Here she is being delightfully agreeable and, as ever, encouraging her fans to do the same…

Zoella is an interesting dichotomy who has come under both positive and negative criticism for her affect on (and control of?) her teenage girl audience. She supposedly empowers young women, a term which I think is both lost on and loosely used by many. To empower is to catalyse someone or something with the tools of self-confidence, to make someone stronger and able to control the direction of their life and life choices. Empowerment shouldn’t rely on a winter skincare do’s and don’ts or how to attain the perfect fishtail braid… Chloe Hamilton’s article for The Independent last week drew my attention on this point in particular so without wishing to regurgitate her sentiments here’s an extract:

“At the 2014 Teen Choice awards, where she was named the Choice Web Star: Fashion/Beauty, she told a reporter that if she could give her teenage followers one piece of advice, it would be to fret less about their appearance. “When you’re younger you worry about so many things that you don’t need to worry about like image, appearance,” she coos to the camera, without an ounce of irony in her singsong voice, as though unaware that she’s forged an entire career by prattling on to young girls about how to look good.”(2)

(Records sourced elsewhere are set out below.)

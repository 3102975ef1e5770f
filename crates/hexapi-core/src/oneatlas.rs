//! # OneAtlas Module
//!
//! Search payload and response model for the OneAtlas opensearch catalogue.
//!
//! Unset filters are left out of the payload entirely. Empty strings, empty
//! lists and zero-valued numeric filters count as unset.

use crate::filter::{date_range, upper_bound};
use crate::geometry::BoundingBox;
use serde::{Deserialize, Serialize};
use serde_json::{Map, Value};

/// Default sort order: newest acquisitions first, then least cloudy.
pub const DEFAULT_SORT: &str = "-acquisitionDate,cloudCover";

/// Default page size.
pub const DEFAULT_COUNT: u32 = 20;

/// Filters for a OneAtlas search.
#[derive(Debug, Clone, PartialEq, Serialize, Deserialize)]
pub struct OneAtlasQuery {
    pub bbox: Option<BoundingBox>,
    /// WKT geometry. Should not duplicate `bbox`.
    pub geometry: Option<String>,
    pub acquisition_date_range: Option<(String, String)>,
    pub publication_date_range: Option<(String, String)>,
    /// Maximum cloud cover percentage.
    pub cloud_cover: Option<f64>,
    /// Maximum snow cover percentage.
    pub snow_cover: Option<f64>,
    pub commercial_reference: Option<String>,
    /// e.g. `["PHR"]` or `["PHR", "SPOT"]`
    pub constellation: Vec<String>,
    /// Maximum incidence angle.
    pub incidence_angle: Option<f64>,
    /// Source id in other catalogues.
    pub parent_identifier: Option<String>,
    pub platform: Vec<String>,
    pub product_type: Vec<String>,
    pub production_status: Vec<String>,
    /// Maximum resolution.
    pub resolution: Option<f64>,
    /// Product identifier.
    pub source_identifier: Option<String>,
    /// Workspace id or name.
    pub workspace: Option<String>,
    /// e.g. `["SENSOR", "ALBUM"]`
    pub processing_level: Vec<String>,
    pub count: u32,
    pub start_page: u32,
    pub sort_key: String,
}

impl Default for OneAtlasQuery {
    fn default() -> Self {
        Self {
            bbox: None,
            geometry: None,
            acquisition_date_range: None,
            publication_date_range: None,
            cloud_cover: Some(100.0),
            snow_cover: Some(100.0),
            commercial_reference: None,
            constellation: vec!["PHR".to_string(), "SPOT".to_string()],
            incidence_angle: None,
            parent_identifier: None,
            platform: Vec::new(),
            product_type: Vec::new(),
            production_status: Vec::new(),
            resolution: None,
            source_identifier: None,
            workspace: None,
            processing_level: vec!["SENSOR".to_string(), "ALBUM".to_string()],
            count: DEFAULT_COUNT,
            start_page: 1,
            sort_key: DEFAULT_SORT.to_string(),
        }
    }
}

impl OneAtlasQuery {
    /// Build the JSON body for `POST /api/v1/opensearch`.
    #[must_use]
    pub fn payload(&self) -> Map<String, Value> {
        let mut payload = Map::new();
        payload.insert("itemsPerPage".into(), self.count.into());
        payload.insert("startPage".into(), self.start_page.into());
        payload.insert("sortBy".into(), self.sort_key.clone().into());

        if let Some(bbox) = &self.bbox {
            payload.insert("bbox".into(), bbox.to_csv().into());
        }
        put_text(&mut payload, "geometry", self.geometry.as_deref());
        put_opt(&mut payload, "incidenceAngle", upper_bound(self.incidence_angle));
        put_opt(
            &mut payload,
            "acquisitionDate",
            date_range(self.acquisition_date_range.as_ref()),
        );
        put_opt(
            &mut payload,
            "publicationDate",
            date_range(self.publication_date_range.as_ref()),
        );
        put_opt(&mut payload, "cloudCover", upper_bound(self.cloud_cover));
        put_opt(&mut payload, "snowCover", upper_bound(self.snow_cover));
        put_text(
            &mut payload,
            "commercialReference",
            self.commercial_reference.as_deref(),
        );
        put_text(
            &mut payload,
            "parentIdentifier",
            self.parent_identifier.as_deref(),
        );
        put_joined(&mut payload, "constellation", &self.constellation);
        put_joined(&mut payload, "platform", &self.platform);
        put_joined(&mut payload, "productType", &self.product_type);
        put_text(
            &mut payload,
            "sourceIdentifier",
            self.source_identifier.as_deref(),
        );
        put_text(&mut payload, "workspace", self.workspace.as_deref());
        put_joined(&mut payload, "processingLevel", &self.processing_level);
        put_joined(&mut payload, "productionStatus", &self.production_status);
        put_opt(&mut payload, "resolution", upper_bound(self.resolution));

        payload
    }
}

fn put_opt(payload: &mut Map<String, Value>, key: &str, value: Option<String>) {
    if let Some(value) = value {
        payload.insert(key.to_string(), Value::String(value));
    }
}

fn put_text(payload: &mut Map<String, Value>, key: &str, value: Option<&str>) {
    put_opt(
        payload,
        key,
        value.filter(|v| !v.is_empty()).map(str::to_string),
    );
}

fn put_joined(payload: &mut Map<String, Value>, key: &str, values: &[String]) {
    if !values.is_empty() {
        payload.insert(key.to_string(), Value::String(values.join(",")));
    }
}

// =============================================================================
// RESPONSE TYPES
// =============================================================================

/// A page of OneAtlas search results (GeoJSON feature collection).
#[derive(Debug, Clone, Serialize, Deserialize)]
#[serde(rename_all = "camelCase")]
pub struct OneAtlasSearchResponse {
    #[serde(default)]
    pub total_results: u64,
    #[serde(default)]
    pub items_per_page: u64,
    #[serde(default)]
    pub start_index: Option<u64>,
    #[serde(default)]
    pub features: Vec<OneAtlasFeature>,
}

/// One catalogue item.
#[derive(Debug, Clone, Serialize, Deserialize)]
pub struct OneAtlasFeature {
    #[serde(default)]
    pub geometry: Value,
    #[serde(default)]
    pub properties: Map<String, Value>,
    #[serde(rename = "_links", default)]
    pub links: Map<String, Value>,
    #[serde(flatten)]
    pub extra: Map<String, Value>,
}

impl OneAtlasFeature {
    /// URL of the quicklook thumbnail (`_links.thumbnail.href`).
    pub fn thumbnail_href(&self) -> Option<&str> {
        self.links.get("thumbnail")?.get("href")?.as_str()
    }

    /// Catalogue id of the item (`properties.id`).
    pub fn id(&self) -> Option<&str> {
        self.properties.get("id")?.as_str()
    }
}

Basically, Zoella is fresh-faced deception at your fingertips. If your fingertips are 15 years old and impressionable.

As for the rest of the article I find it hard for fans to be so angry at Glass for outing these online personalities as pointless when Alfie Deyes’ main YouTube channel is entitled ‘PointlessBlog’, where his most watched video is ‘Ariana Grande does my makeup’ and is presumably as pointless as the channel’s name suggests. With little or no intellectual matter at play it is entirely worrying that so many susceptible teenagers (because the subscribers are well into the millions) are depending on these channels for….for what?

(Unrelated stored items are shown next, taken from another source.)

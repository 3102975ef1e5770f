//! Integration tests for hexapi CLI commands.
//!
//! Parses real command lines with clap and runs them against wiremock.

// Allow unwrap and panic in tests - these are standard for test code
#![allow(clippy::unwrap_used, clippy::panic)]

use clap::Parser;
use hexapi::cli::{
    Cli, Commands, GeoStoreCommand, HeadFinderCommand, OneAtlasCommand, TaskingCommand, run,
};
use hexapi_client::ClientError;
use hexapi_core::{BoundingBox, ImageSize};
use serde_json::json;
use std::time::Duration;
use tempfile::TempDir;
use wiremock::matchers::{body_partial_json, method, path, query_param};
use wiremock::{Mock, MockServer, ResponseTemplate};

// =============================================================================
// HELPER FUNCTIONS
// =============================================================================

fn parse(args: &[&str]) -> Cli {
    let mut argv = vec!["hexapi"];
    argv.extend_from_slice(args);
    Cli::try_parse_from(argv).unwrap()
}

/// Command line pointed at the mock server with both keys set.
fn against(server: &MockServer, args: &[&str]) -> Cli {
    let uri = server.uri();
    let mut argv = vec![
        "--api-base",
        uri.as_str(),
        "--airbus-key",
        "cli-key",
        "--headfinder-key",
        "head-key",
    ];
    argv.extend_from_slice(args);
    parse(&argv)
}

async fn mount_token(server: &MockServer) {
    Mock::given(method("POST"))
        .and(path("/auth/realms/IDP/protocol/openid-connect/token"))
        .respond_with(ResponseTemplate::new(200).set_body_json(json!({
            "access_token": "tok",
            "expires_in": 3600,
        })))
        .mount(server)
        .await;
}

fn create_temp_dir() -> TempDir {
    tempfile::tempdir().expect("Failed to create temp dir")
}

// =============================================================================
// PARSING TESTS
// =============================================================================

#[test]
fn test_oneatlas_search_flags_map_to_query() {
    let cli = parse(&[
        "oneatlas",
        "search",
        "--bbox",
        "-48.3,-16,-47.3,-15.5",
        "--constellation",
        "PHR",
        "--cloud-cover",
        "10",
        "--acquisition-date",
        "2018-01-01",
        "2018-02-01",
    ]);
    let Commands::OneAtlas {
        subcommand: OneAtlasCommand::Search(args),
    } = cli.command
    else {
        panic!("expected oneatlas search");
    };

    let query = args.to_query();
    assert_eq!(query.bbox, Some(BoundingBox::new(-48.3, -16.0, -47.3, -15.5)));
    assert_eq!(query.constellation, vec!["PHR".to_string()]);
    assert_eq!(query.cloud_cover, Some(10.0));
    assert_eq!(
        query.acquisition_date_range,
        Some(("2018-01-01".to_string(), "2018-02-01".to_string()))
    );
    // Untouched flags keep the catalogue defaults
    assert_eq!(query.processing_level, vec!["SENSOR", "ALBUM"]);
    assert_eq!(query.snow_cover, Some(100.0));
    assert_eq!(query.count, 20);
    assert_eq!(query.sort_key, "-acquisitionDate,cloudCover");
}

#[test]
fn test_invalid_bbox_is_rejected() {
    let result = Cli::try_parse_from(["hexapi", "oneatlas", "search", "--bbox", "1,2,3"]);
    assert!(result.is_err());
}

#[test]
fn test_repeated_date_range_is_rejected() {
    for command in [["oneatlas", "search"], ["geostore", "search"]] {
        let result = Cli::try_parse_from([
            "hexapi",
            command[0],
            command[1],
            "--acquisition-date",
            "2018-01-01",
            "2018-02-01",
            "--acquisition-date",
            "2019-01-01",
            "2019-02-01",
        ]);
        assert!(result.is_err(), "{command:?} accepted two date ranges");
    }

    let result = Cli::try_parse_from([
        "hexapi",
        "oneatlas",
        "search",
        "--publication-date",
        "2018-01-01",
        "2018-02-01",
        "--publication-date",
        "2019-01-01",
        "2019-02-01",
    ]);
    assert!(result.is_err());
}

#[test]
fn test_geostore_quicklook_needs_exactly_one_source() {
    assert!(Cli::try_parse_from(["hexapi", "geostore", "quicklook"]).is_err());
    assert!(
        Cli::try_parse_from([
            "hexapi",
            "geostore",
            "quicklook",
            "--url",
            "http://x",
            "--feature-file",
            "f.json",
        ])
        .is_err()
    );

    let cli = parse(&["geostore", "quicklook", "--url", "http://x", "--size", "medium"]);
    let Commands::GeoStore {
        subcommand: GeoStoreCommand::Quicklook { source, size },
    } = cli.command
    else {
        panic!("expected geostore quicklook");
    };
    assert_eq!(source.url.as_deref(), Some("http://x"));
    assert_eq!(size, ImageSize::Medium);
}

#[test]
fn test_headfinder_flags_map_to_query() {
    let cli = parse(&[
        "headfinder",
        "search",
        "--satellites",
        "SuperView,Jilin",
        "--scene-name",
        "SV1",
        "--partial-match",
        "--cloud-cover",
        "0",
    ]);
    let Commands::HeadFinder {
        subcommand: HeadFinderCommand::Search(args),
    } = cli.command
    else {
        panic!("expected headfinder search");
    };

    let query = args.to_query();
    assert_eq!(query.satellites, vec!["SuperView", "Jilin"]);
    assert!(!query.scene_name_exact_match);
    assert_eq!(query.cloud_cover, 0);
    assert_eq!(query.incidence_angle, 60);
    assert_eq!(query.max_scenes, 50);
}

#[test]
fn test_tasking_list_contract_flag() {
    let cli = parse(&["tasking", "list", "--contract", "CIS-1"]);
    assert!(matches!(
        cli.command,
        Commands::Tasking {
            subcommand: TaskingCommand::List { contract: Some(ref id) }
        } if id == "CIS-1"
    ));
}

#[test]
fn test_global_flags_override_config() {
    let cli = parse(&[
        "--api-base",
        "http://localhost:9999/",
        "--airbus-key",
        "k",
        "--timeout",
        "5",
        "me",
    ]);
    let config = cli.client_config().unwrap();
    assert_eq!(config.airbus_api_key.as_deref(), Some("k"));
    assert_eq!(config.timeout, Duration::from_secs(5));
    assert_eq!(config.endpoints.me_url(), "http://localhost:9999/api/v1/me");
    assert_eq!(
        config.endpoints.headfinder_search,
        "http://localhost:9999/search-ext-01/"
    );
}

// =============================================================================
// ACCOUNT COMMAND TESTS
// =============================================================================

#[tokio::test]
async fn test_token_command_reports_validity() {
    let server = MockServer::start().await;
    mount_token(&server).await;

    let output = run(&against(&server, &["token"])).await.unwrap();
    assert_eq!(output, json!({"valid": true}));
}

#[tokio::test]
async fn test_usage_command_without_limit() {
    let server = MockServer::start().await;
    mount_token(&server).await;
    Mock::given(method("GET"))
        .and(path("/api/v1/me"))
        .respond_with(ResponseTemplate::new(200).set_body_json(json!({"contract": {"id": "C"}})))
        .mount(&server)
        .await;
    Mock::given(method("GET"))
        .and(path("/api/v1/contracts/C/subscriptions"))
        .respond_with(ResponseTemplate::new(200).set_body_json(json!({"items": [{"id": "s"}]})))
        .mount(&server)
        .await;

    let err = run(&against(&server, &["usage"])).await.unwrap_err();
    assert!(matches!(err, ClientError::NoLimitedSubscriptions));
}

#[tokio::test]
async fn test_missing_key_fails() {
    let cli = parse(&["--api-base", "http://localhost:1", "me"]);
    if cli.airbus_key.is_some() {
        // Key provided by the environment running the tests
        return;
    }
    let err = run(&cli).await.unwrap_err();
    assert!(matches!(err, ClientError::Config(_)));
}

// =============================================================================
// CATALOGUE COMMAND TESTS
// =============================================================================

#[tokio::test]
async fn test_oneatlas_search_command() {
    let server = MockServer::start().await;
    mount_token(&server).await;
    Mock::given(method("POST"))
        .and(path("/api/v1/opensearch"))
        .and(body_partial_json(json!({"constellation": "SPOT", "itemsPerPage": 5})))
        .respond_with(ResponseTemplate::new(200).set_body_json(json!({
            "totalResults": 0,
            "features": [],
        })))
        .mount(&server)
        .await;

    let output = run(&against(
        &server,
        &["oneatlas", "search", "--constellation", "SPOT", "--count", "5"],
    ))
    .await
    .unwrap();
    assert_eq!(output["totalResults"], 0);
}

#[tokio::test]
async fn test_oneatlas_tile_command_writes_file() {
    let server = MockServer::start().await;
    mount_token(&server).await;
    Mock::given(method("GET"))
        .and(path(
            "/api/v1/items/abc/wmts/tiles/1.0.0/default/rgb/EPSG3857/3/2/1.png",
        ))
        .respond_with(ResponseTemplate::new(200).set_body_bytes(b"tile".to_vec()))
        .mount(&server)
        .await;

    let temp = create_temp_dir();
    let out = temp.path().join("tile.png");
    let output = run(&against(
        &server,
        &["oneatlas", "tile", "abc", "3", "2", "1", "--out", out.to_str().unwrap()],
    ))
    .await
    .unwrap();

    assert_eq!(output["bytes"], 4);
    assert_eq!(std::fs::read(&out).unwrap(), b"tile".to_vec());
}

#[tokio::test]
async fn test_oneatlas_quicklook_from_feature_file() {
    let server = MockServer::start().await;
    mount_token(&server).await;
    Mock::given(method("GET"))
        .and(path("/thumb/1.jpg"))
        .respond_with(ResponseTemplate::new(200).set_body_bytes(b"jpg".to_vec()))
        .mount(&server)
        .await;

    let temp = create_temp_dir();
    let feature_file = temp.path().join("feature.json");
    let feature = json!({
        "properties": {"id": "1"},
        "_links": {"thumbnail": {"href": format!("{}/thumb/1.jpg", server.uri())}},
    });
    std::fs::write(&feature_file, feature.to_string()).unwrap();

    let output = run(&against(
        &server,
        &[
            "--download-dir",
            temp.path().to_str().unwrap(),
            "oneatlas",
            "quicklook",
            "--feature-file",
            feature_file.to_str().unwrap(),
        ],
    ))
    .await
    .unwrap();

    let written = output["path"].as_str().unwrap();
    assert!(written.starts_with(temp.path().to_str().unwrap()));
    assert_eq!(std::fs::read(written).unwrap(), b"jpg".to_vec());
}

#[tokio::test]
async fn test_tasking_list_single_contract() {
    let server = MockServer::start().await;
    mount_token(&server).await;
    Mock::given(method("GET"))
        .and(path("/api/v1/CIS-7/taskings"))
        .respond_with(ResponseTemplate::new(200).set_body_json(json!({"items": [{"id": "t1"}]})))
        .mount(&server)
        .await;

    let output = run(&against(&server, &["tasking", "list", "--contract", "CIS-7"]))
        .await
        .unwrap();
    assert_eq!(
        output,
        json!([{"contract": "CIS-7", "taskings": {"items": [{"id": "t1"}]}}])
    );
}

#[tokio::test]
async fn test_headfinder_search_command() {
    let server = MockServer::start().await;
    Mock::given(method("GET"))
        .and(path("/search-ext-01/"))
        .and(query_param("user", "head-key"))
        .and(query_param("scenenamematch", "exact"))
        .respond_with(
            ResponseTemplate::new(200).set_body_string(r#"&jsonscenelist=[{"id":1}]&hits=1"#),
        )
        .mount(&server)
        .await;

    let output = run(&against(&server, &["headfinder", "search"]))
        .await
        .unwrap();
    assert_eq!(output, json!({"scenes": [{"id": 1}], "hits": 1}));
}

The close of Glass’ article sees her searching for a reason behind the popularity of these characters. It’s comfort, she says. I agree with this point. “I was lying in bed when I finally got it. Watching a video of Alfie, wandering around the shops, buying T-shirts and trainers, then going home to show Zoe. Mundane, yes, but also strangely comforting.”(3) Tweets like this one definitely substantiate her claim:

So is the sole purpose of the 2014 YouTube star to provide saccharine, no-pressure, one-way company for the lonely and confused youth of today? To combat boredom just as new Lego or Furbies did 5 years ago, before all-the-children-ever had iPads?

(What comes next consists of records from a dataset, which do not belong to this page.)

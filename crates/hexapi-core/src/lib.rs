//! # hexapi-core - The Logic
//!
//! Request payloads, filter encoding and response models for the satellite
//! imagery catalogues supported by hexapi:
//!
//! - Airbus OneAtlas (opensearch catalogue, WMTS tiles, data usage)
//! - Airbus GeoStore (federated search, quicklooks)
//! - Airbus Tasking (contract scoped tasking listings)
//! - HEAD Aerospace HEADFinder (scene search)
//!
//! Nothing in this crate performs I/O. The HTTP transport lives in
//! `hexapi-client`, which turns these values into requests.
//!
//! ```text
//! ┌──────────────────┐   payload / URL    ┌──────────────────┐
//! │  hexapi-core     │ ─────────────────► │  hexapi-client   │ ──► HTTPS
//! │  (THE LOGIC)     │ ◄───────────────── │  (THE KIT)       │
//! └──────────────────┘   typed responses  └──────────────────┘
//! ```

pub mod cache;
pub mod endpoints;
pub mod error;
pub mod filter;
pub mod geometry;
pub mod geostore;
pub mod headfinder;
pub mod oneatlas;
pub mod tasking;
pub mod usage;

pub use cache::{CacheStats, LruCache, TileCache, TileKey};
pub use endpoints::{Endpoints, TileCoord};
pub use error::CoreError;
pub use filter::{included_range, less_than_or_equal};
pub use geometry::BoundingBox;
pub use geostore::{GeoStoreFeature, GeoStoreQuery, GeoStoreSearchResponse, ImageSize};
pub use headfinder::{HeadFinderQuery, SceneList};
pub use oneatlas::{OneAtlasFeature, OneAtlasQuery, OneAtlasSearchResponse};
pub use usage::{DataUsage, Subscription, SubscriptionPage};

She continues: “But perhaps it’s because they are so beige, or vanilla, that so many young people can relate to them.”(4) She’s right. This lot are straight-up sanitised vanilla milkshake: you’d rather chocolate or strawberry but it’ll hit the spot, kind of, if that’s the only choice.

That’s where I’m chiming in. They’re not the only choice. For more thought-provoking YouTube surfing I advise checking out these other popular channels:

The Vlogbrothers are John and Hank Green, (John being most well-known as the author of The Fault in Our Stars and his brother Hank being, well, Hank). They originally set up their channel as a way of communicating with eachother in a personal way so as not to lose touch as they lived so far apart. ‘Nerdfighters’ as their fandom have become known were hooked by their personal, informed and funny videos and the channel has gone on to become not only entertaining and inclusive but also successful in fundraising and charity work internationally. DFTBA (google it).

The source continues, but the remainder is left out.